■ **DATA SECTION**:
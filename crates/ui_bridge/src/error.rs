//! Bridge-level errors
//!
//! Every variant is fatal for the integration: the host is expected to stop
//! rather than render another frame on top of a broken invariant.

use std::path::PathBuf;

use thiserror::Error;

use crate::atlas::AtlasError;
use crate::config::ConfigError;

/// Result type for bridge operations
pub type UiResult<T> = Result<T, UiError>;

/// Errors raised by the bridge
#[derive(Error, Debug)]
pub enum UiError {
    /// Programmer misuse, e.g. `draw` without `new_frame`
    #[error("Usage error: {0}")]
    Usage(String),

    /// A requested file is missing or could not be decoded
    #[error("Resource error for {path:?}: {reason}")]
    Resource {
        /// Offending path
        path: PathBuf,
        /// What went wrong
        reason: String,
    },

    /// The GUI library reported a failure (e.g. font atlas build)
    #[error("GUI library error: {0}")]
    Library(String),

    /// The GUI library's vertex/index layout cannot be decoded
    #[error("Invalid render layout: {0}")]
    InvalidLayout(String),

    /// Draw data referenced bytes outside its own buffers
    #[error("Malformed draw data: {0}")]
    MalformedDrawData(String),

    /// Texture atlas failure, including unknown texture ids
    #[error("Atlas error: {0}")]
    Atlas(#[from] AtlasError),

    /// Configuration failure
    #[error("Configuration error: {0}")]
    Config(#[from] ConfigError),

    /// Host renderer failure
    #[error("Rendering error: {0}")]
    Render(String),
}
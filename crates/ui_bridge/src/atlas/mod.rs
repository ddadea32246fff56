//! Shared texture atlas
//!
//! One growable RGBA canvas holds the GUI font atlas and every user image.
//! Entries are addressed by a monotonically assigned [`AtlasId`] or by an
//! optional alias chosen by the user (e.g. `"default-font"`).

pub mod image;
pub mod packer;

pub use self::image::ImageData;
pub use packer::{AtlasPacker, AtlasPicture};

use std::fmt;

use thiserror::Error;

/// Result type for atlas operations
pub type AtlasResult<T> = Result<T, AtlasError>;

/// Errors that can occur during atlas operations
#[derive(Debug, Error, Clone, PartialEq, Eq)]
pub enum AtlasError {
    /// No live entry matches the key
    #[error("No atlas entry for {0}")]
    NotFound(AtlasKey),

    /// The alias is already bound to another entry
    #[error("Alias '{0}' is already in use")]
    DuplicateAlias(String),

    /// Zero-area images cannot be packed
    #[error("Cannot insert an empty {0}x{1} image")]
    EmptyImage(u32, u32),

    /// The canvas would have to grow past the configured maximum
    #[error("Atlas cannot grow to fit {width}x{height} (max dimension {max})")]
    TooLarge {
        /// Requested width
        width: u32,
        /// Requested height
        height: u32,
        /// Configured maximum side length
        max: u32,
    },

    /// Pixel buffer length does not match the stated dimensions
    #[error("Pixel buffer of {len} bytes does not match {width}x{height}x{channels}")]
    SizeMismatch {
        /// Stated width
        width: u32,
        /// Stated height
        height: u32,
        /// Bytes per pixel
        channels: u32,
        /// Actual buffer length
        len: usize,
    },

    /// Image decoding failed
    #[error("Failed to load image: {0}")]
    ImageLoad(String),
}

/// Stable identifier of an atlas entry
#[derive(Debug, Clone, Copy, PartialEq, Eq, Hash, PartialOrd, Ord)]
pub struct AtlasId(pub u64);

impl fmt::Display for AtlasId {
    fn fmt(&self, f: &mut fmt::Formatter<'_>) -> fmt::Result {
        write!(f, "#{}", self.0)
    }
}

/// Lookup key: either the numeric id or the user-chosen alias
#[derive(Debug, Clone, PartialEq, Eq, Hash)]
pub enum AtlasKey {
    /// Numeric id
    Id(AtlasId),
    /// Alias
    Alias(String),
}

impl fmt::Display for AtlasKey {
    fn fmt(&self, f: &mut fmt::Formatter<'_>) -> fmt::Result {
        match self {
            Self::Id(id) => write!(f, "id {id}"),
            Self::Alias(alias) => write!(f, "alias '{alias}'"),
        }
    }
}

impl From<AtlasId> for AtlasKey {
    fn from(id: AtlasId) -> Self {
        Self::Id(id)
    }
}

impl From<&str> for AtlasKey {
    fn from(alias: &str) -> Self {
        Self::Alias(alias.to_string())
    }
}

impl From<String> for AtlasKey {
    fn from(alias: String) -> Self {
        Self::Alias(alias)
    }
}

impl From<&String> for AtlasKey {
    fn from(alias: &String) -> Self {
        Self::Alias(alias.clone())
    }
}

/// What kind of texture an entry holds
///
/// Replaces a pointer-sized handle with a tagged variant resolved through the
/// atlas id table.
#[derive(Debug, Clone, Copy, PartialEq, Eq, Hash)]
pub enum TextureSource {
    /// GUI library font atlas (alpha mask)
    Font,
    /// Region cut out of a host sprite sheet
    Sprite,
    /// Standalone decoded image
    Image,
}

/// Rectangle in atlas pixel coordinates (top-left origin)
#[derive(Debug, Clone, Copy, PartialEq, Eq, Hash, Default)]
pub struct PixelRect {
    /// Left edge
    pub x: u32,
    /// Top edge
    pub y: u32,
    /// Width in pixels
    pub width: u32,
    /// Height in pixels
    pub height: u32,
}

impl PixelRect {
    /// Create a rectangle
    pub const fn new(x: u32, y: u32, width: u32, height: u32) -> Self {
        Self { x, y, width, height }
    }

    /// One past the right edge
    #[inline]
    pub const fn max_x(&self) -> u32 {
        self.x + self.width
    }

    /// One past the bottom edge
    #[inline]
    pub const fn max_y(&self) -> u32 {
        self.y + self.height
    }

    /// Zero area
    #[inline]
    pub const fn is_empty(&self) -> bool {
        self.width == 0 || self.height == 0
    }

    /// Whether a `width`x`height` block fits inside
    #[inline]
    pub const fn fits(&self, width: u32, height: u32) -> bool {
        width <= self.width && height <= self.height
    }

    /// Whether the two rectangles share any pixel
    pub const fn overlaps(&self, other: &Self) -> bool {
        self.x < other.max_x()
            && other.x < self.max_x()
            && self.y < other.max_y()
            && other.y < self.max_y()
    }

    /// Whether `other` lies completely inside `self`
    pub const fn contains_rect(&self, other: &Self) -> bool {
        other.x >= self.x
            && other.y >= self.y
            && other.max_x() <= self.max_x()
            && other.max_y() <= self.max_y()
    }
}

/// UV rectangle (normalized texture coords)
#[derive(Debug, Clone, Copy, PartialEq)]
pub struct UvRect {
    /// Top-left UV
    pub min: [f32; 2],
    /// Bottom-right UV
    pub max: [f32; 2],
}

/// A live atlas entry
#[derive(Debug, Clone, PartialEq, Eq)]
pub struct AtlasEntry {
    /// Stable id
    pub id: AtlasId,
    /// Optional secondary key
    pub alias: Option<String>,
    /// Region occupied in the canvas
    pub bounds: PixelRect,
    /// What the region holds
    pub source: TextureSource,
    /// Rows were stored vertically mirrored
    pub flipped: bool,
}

---

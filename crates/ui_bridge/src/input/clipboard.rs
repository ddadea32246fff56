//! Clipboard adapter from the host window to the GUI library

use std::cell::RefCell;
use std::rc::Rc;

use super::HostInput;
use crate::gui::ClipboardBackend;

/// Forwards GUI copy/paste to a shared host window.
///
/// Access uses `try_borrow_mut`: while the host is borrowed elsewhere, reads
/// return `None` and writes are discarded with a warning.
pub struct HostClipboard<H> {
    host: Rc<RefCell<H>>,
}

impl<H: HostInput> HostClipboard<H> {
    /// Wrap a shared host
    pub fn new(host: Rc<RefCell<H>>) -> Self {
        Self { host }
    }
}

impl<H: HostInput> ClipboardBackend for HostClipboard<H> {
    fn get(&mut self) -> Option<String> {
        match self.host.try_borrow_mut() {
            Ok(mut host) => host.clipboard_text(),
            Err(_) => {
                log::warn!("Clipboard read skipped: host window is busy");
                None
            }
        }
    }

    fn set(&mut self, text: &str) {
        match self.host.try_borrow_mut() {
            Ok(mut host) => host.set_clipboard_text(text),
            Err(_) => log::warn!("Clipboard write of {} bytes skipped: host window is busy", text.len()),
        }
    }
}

■ **GOAL OF THE EXERCISE**:
Reproduce every line of the listing above in which the string "PartialEq" appears.

■ **WRITTEN RESPONSE**:
#[derive(Debug, Error, Clone, PartialEq, Eq)]
#[derive(Debug, Clone, Copy, PartialEq, Eq, Hash, PartialOrd, Ord)]
#[derive(Debug, Clone, PartialEq, Eq, Hash)]
#[derive(Debug, Clone, Copy, PartialEq, Eq, Hash)]
#[derive(Debug, Clone, Copy, PartialEq, Eq, Hash, Default)]
#[derive(Debug, Clone, Copy, PartialEq)]
#[derive(Debug, Clone, PartialEq, Eq)]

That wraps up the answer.